:: About this exercise ::
Set down every entry exactly as it was written.

┌──

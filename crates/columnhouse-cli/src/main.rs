//! columnhouse CLI (segctl)
//!
//! Command-line tool for looking inside columnhouse segment files.
//!
//! ## Overview
//!
//! - **inspect**: footer summary (rows, per-column type, encoding, pages, zone maps,
//!   short-key index)
//! - **dump**: seek one column to an ordinal and print its values
//! - **verify**: decode every page of every column and report the first corruption
//!
//! ## Quick Start
//!
//! ```bash
//! segctl inspect segment_42.dat
//! segctl inspect segment_42.dat --json
//! segctl dump segment_42.dat --column 1 --from 1000 --limit 20
//! RUST_LOG=debug segctl verify segment_42.dat
//! ```
//!
//! ## Architecture
//!
//! The CLI uses:
//! - **clap**: argument parsing and help generation
//! - **anyhow**: error context for every failing step
//! - **serde_json**: `--json` output of the inspect report
//! - **tracing-subscriber**: log output filtered by `RUST_LOG` (default: warn)

use std::path::{Path, PathBuf};

use anyhow::{bail, Context, Result};
use clap::{Parser, Subcommand};

use columnhouse_core::ColumnBlock;
use columnhouse_storage::{BatchStatus, ColumnReaderOptions, SegmentReader};

mod report;

use report::SegmentReport;

#[derive(Parser)]
#[command(name = "segctl")]
#[command(about = "Inspect columnhouse segment files", long_about = None)]
struct Cli {
    #[command(subcommand)]
    command: Commands,
}

#[derive(Subcommand)]
enum Commands {
    /// Print the footer summary of a segment
    Inspect {
        /// Segment file
        file: PathBuf,

        /// Print the summary as JSON
        #[arg(long)]
        json: bool,
    },

    /// Print the values of one column
    Dump {
        /// Segment file
        file: PathBuf,

        /// Column position in the schema
        #[arg(short, long)]
        column: usize,

        /// First row ordinal
        #[arg(long, default_value_t = 0)]
        from: u64,

        /// Maximum number of rows to print
        #[arg(short, long, default_value_t = 100)]
        limit: usize,

        /// Skip page checksum verification
        #[arg(long)]
        no_verify: bool,
    },

    /// Decode every page of every column
    Verify {
        /// Segment file
        file: PathBuf,
    },
}

fn main() -> Result<()> {
    tracing_subscriber::fmt()
        .with_env_filter(
            tracing_subscriber::EnvFilter::try_from_default_env()
                .unwrap_or_else(|_| tracing_subscriber::EnvFilter::new("warn")),
        )
        .with_writer(std::io::stderr)
        .init();

    let cli = Cli::parse();
    match cli.command {
        Commands::Inspect { file, json } => inspect(&file, json),
        Commands::Dump {
            file,
            column,
            from,
            limit,
            no_verify,
        } => dump(&file, column, from, limit, !no_verify),
        Commands::Verify { file } => verify(&file),
    }
}

fn open(file: &Path) -> Result<SegmentReader> {
    let reader = SegmentReader::open(file)
        .with_context(|| format!("Failed to open segment {}", file.display()))?;
    tracing::debug!(
        path = %file.display(),
        rows = reader.num_rows(),
        columns = reader.num_columns(),
        "Opened segment"
    );
    Ok(reader)
}

fn inspect(file: &Path, json: bool) -> Result<()> {
    let reader = open(file)?;
    let report = SegmentReport::build(&reader).context("Failed to read short key index")?;
    if json {
        let out = serde_json::to_string_pretty(&report).context("Failed to encode report")?;
        println!("{}", out);
    } else {
        report.print_text();
    }
    Ok(())
}

fn dump(file: &Path, column: usize, from: u64, limit: usize, verify_checksums: bool) -> Result<()> {
    let reader = open(file)?;
    let column_reader = reader
        .column_reader(column, ColumnReaderOptions { verify_checksums })
        .with_context(|| format!("Failed to open column {}", column))?;

    let mut iter = column_reader.new_iterator();
    iter.seek_to_ordinal(from)
        .with_context(|| format!("Failed to seek column {} to ordinal {}", column, from))?;

    let mut block = ColumnBlock::new();
    let mut remaining = limit;
    while remaining > 0 {
        let ordinal = iter.current_ordinal();
        let status = iter
            .next_batch(remaining.min(1024), &mut block)
            .with_context(|| format!("Failed to read column {} at ordinal {}", column, ordinal))?;
        let BatchStatus::Read(n) = status else {
            break;
        };
        for (offset, cell) in block.cells().iter().enumerate() {
            match cell {
                Some(value) => println!("{}\t{}", ordinal + offset as u64, value),
                None => println!("{}\tNULL", ordinal + offset as u64),
            }
        }
        remaining -= n;
    }
    Ok(())
}

fn verify(file: &Path) -> Result<()> {
    let reader = open(file)?;
    reader
        .short_key_index()
        .context("Short key index is corrupt")?;

    let mut block = ColumnBlock::new();
    for column in 0..reader.num_columns() {
        let column_reader = reader
            .column_reader(column, ColumnReaderOptions::default())
            .with_context(|| format!("Column {} metadata is corrupt", column))?;
        let mut iter = column_reader.new_iterator();
        let mut rows = 0u64;
        loop {
            let status = iter
                .next_batch(4096, &mut block)
                .with_context(|| format!("Column {} is corrupt near ordinal {}", column, rows))?;
            match status {
                BatchStatus::Read(n) => rows += n as u64,
                BatchStatus::EndOfData => break,
            }
        }
        if rows != reader.num_rows() {
            bail!(
                "Column {} produced {} rows, segment holds {}",
                column,
                rows,
                reader.num_rows()
            );
        }
        println!(
            "column {:>3}: {} rows in {} pages OK",
            column,
            rows,
            column_reader.num_pages()
        );
    }
    println!("{}: OK", file.display());
    Ok(())
}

└──

:: Completed task ::
filename crates/columnhouse-cli/src/main.rs
//! columnhouse CLI (segctl)
//!
//! Command-line tool for looking inside columnhouse segment files.
//!
//! ## Overview
//!
//! - **inspect**: footer summary (rows, per-column type, encoding, pages, zone maps,
//!   short-key index)
//! - **dump**: seek one column to an ordinal and print its values
//! - **verify**: decode every page of every column and report the first corruption
//!
//! ## Quick Start
//!
//! ```bash
//! segctl inspect segment_42.dat
//! segctl inspect segment_42.dat --json
//! segctl dump segment_42.dat --column 1 --from 1000 --limit 20
//! RUST_LOG=debug segctl verify segment_42.dat
//! ```
//!
//! ## Architecture
//!
//! The CLI uses:
//! - **clap**: argument parsing and help generation
//! - **anyhow**: error context for every failing step
//! - **serde_json**: `--json` output of the inspect report
//! - **tracing-subscriber**: log output filtered by `RUST_LOG` (default: warn)

use std::path::{Path, PathBuf};

use anyhow::{bail, Context, Result};
use clap::{Parser, Subcommand};

use columnhouse_core::ColumnBlock;
use columnhouse_storage::{BatchStatus, ColumnReaderOptions, SegmentReader};

mod report;

use report::SegmentReport;

#[derive(Parser)]
#[command(name = "segctl")]
#[command(about = "Inspect columnhouse segment files", long_about = None)]
struct Cli {
    #[command(subcommand)]
    command: Commands,
}

#[derive(Subcommand)]
enum Commands {
    /// Print the footer summary of a segment
    Inspect {
        /// Segment file
        file: PathBuf,

        /// Print the summary as JSON
        #[arg(long)]
        json: bool,
    },

    /// Print the values of one column
    Dump {
        /// Segment file
        file: PathBuf,

        /// Column position in the schema
        #[arg(short, long)]
        column: usize,

        /// First row ordinal
        #[arg(long, default_value_t = 0)]
        from: u64,

        /// Maximum number of rows to print
        #[arg(short, long, default_value_t = 100)]
        limit: usize,

        /// Skip page checksum verification
        #[arg(long)]
        no_verify: bool,
    },

    /// Decode every page of every column
    Verify {
        /// Segment file
        file: PathBuf,
    },
}

fn main() -> Result<()> {
    tracing_subscriber::fmt()
        .with_env_filter(
            tracing_subscriber::EnvFilter::try_from_default_env()
                .unwrap_or_else(|_| tracing_subscriber::EnvFilter::new("warn")),
        )
        .with_writer(std::io::stderr)
        .init();

    let cli = Cli::parse();
    match cli.command {
        Commands::Inspect { file, json } => inspect(&file, json),
        Commands::Dump {
            file,
            column,
            from,
            limit,
            no_verify,
        } => dump(&file, column, from, limit, !no_verify),
        Commands::Verify { file } => verify(&file),
    }
}

fn open(file: &Path) -> Result<SegmentReader> {
    let reader = SegmentReader::open(file)
        .with_context(|| format!("Failed to open segment {}", file.display()))?;
    tracing::debug!(
        path = %file.display(),
        rows = reader.num_rows(),
        columns = reader.num_columns(),
        "Opened segment"
    );
    Ok(reader)
}

fn inspect(file: &Path, json: bool) -> Result<()> {
    let reader = open(file)?;
    let report = SegmentReport::build(&reader).context("Failed to read short key index")?;
    if json {
        let out = serde_json::to_string_pretty(&report).context("Failed to encode report")?;
        println!("{}", out);
    } else {
        report.print_text();
    }
    Ok(())
}

fn dump(file: &Path, column: usize, from: u64, limit: usize, verify_checksums: bool) -> Result<()> {
    let reader = open(file)?;
    let column_reader = reader
        .column_reader(column, ColumnReaderOptions { verify_checksums })
        .with_context(|| format!("Failed to open column {}", column))?;

    let mut iter = column_reader.new_iterator();
    iter.seek_to_ordinal(from)
        .with_context(|| format!("Failed to seek column {} to ordinal {}", column, from))?;

    let mut block = ColumnBlock::new();
    let mut remaining = limit;
    while remaining > 0 {
        let ordinal = iter.current_ordinal();
        let status = iter
            .next_batch(remaining.min(1024), &mut block)
            .with_context(|| format!("Failed to read column {} at ordinal {}", column, ordinal))?;
        let BatchStatus::Read(n) = status else {
            break;
        };
        for (offset, cell) in block.cells().iter().enumerate() {
            match cell {
                Some(value) => println!("{}\t{}", ordinal + offset as u64, value),
                None => println!("{}\tNULL", ordinal + offset as u64),
            }
        }
        remaining -= n;
    }
    Ok(())
}

fn verify(file: &Path) -> Result<()> {
    let reader = open(file)?;
    reader
        .short_key_index()
        .context("Short key index is corrupt")?;

    let mut block = ColumnBlock::new();
    for column in 0..reader.num_columns() {
        let column_reader = reader
            .column_reader(column, ColumnReaderOptions::default())
            .with_context(|| format!("Column {} metadata is corrupt", column))?;
        let mut iter = column_reader.new_iterator();
        let mut rows = 0u64;
        loop {
            let status = iter
                .next_batch(4096, &mut block)
                .with_context(|| format!("Column {} is corrupt near ordinal {}", column, rows))?;
            match status {
                BatchStatus::Read(n) => rows += n as u64,
                BatchStatus::EndOfData => break,
            }
        }
        if rows != reader.num_rows() {
            bail!(
                "Column {} produced {} rows, segment holds {}",
                column,
                rows,
                reader.num_rows()
            );
        }
        println!(
            "column {:>3}: {} rows in {} pages OK",
            column,
            rows,
            column_reader.num_pages()
        );
    }
    println!("{}: OK", file.display());
    Ok(())
}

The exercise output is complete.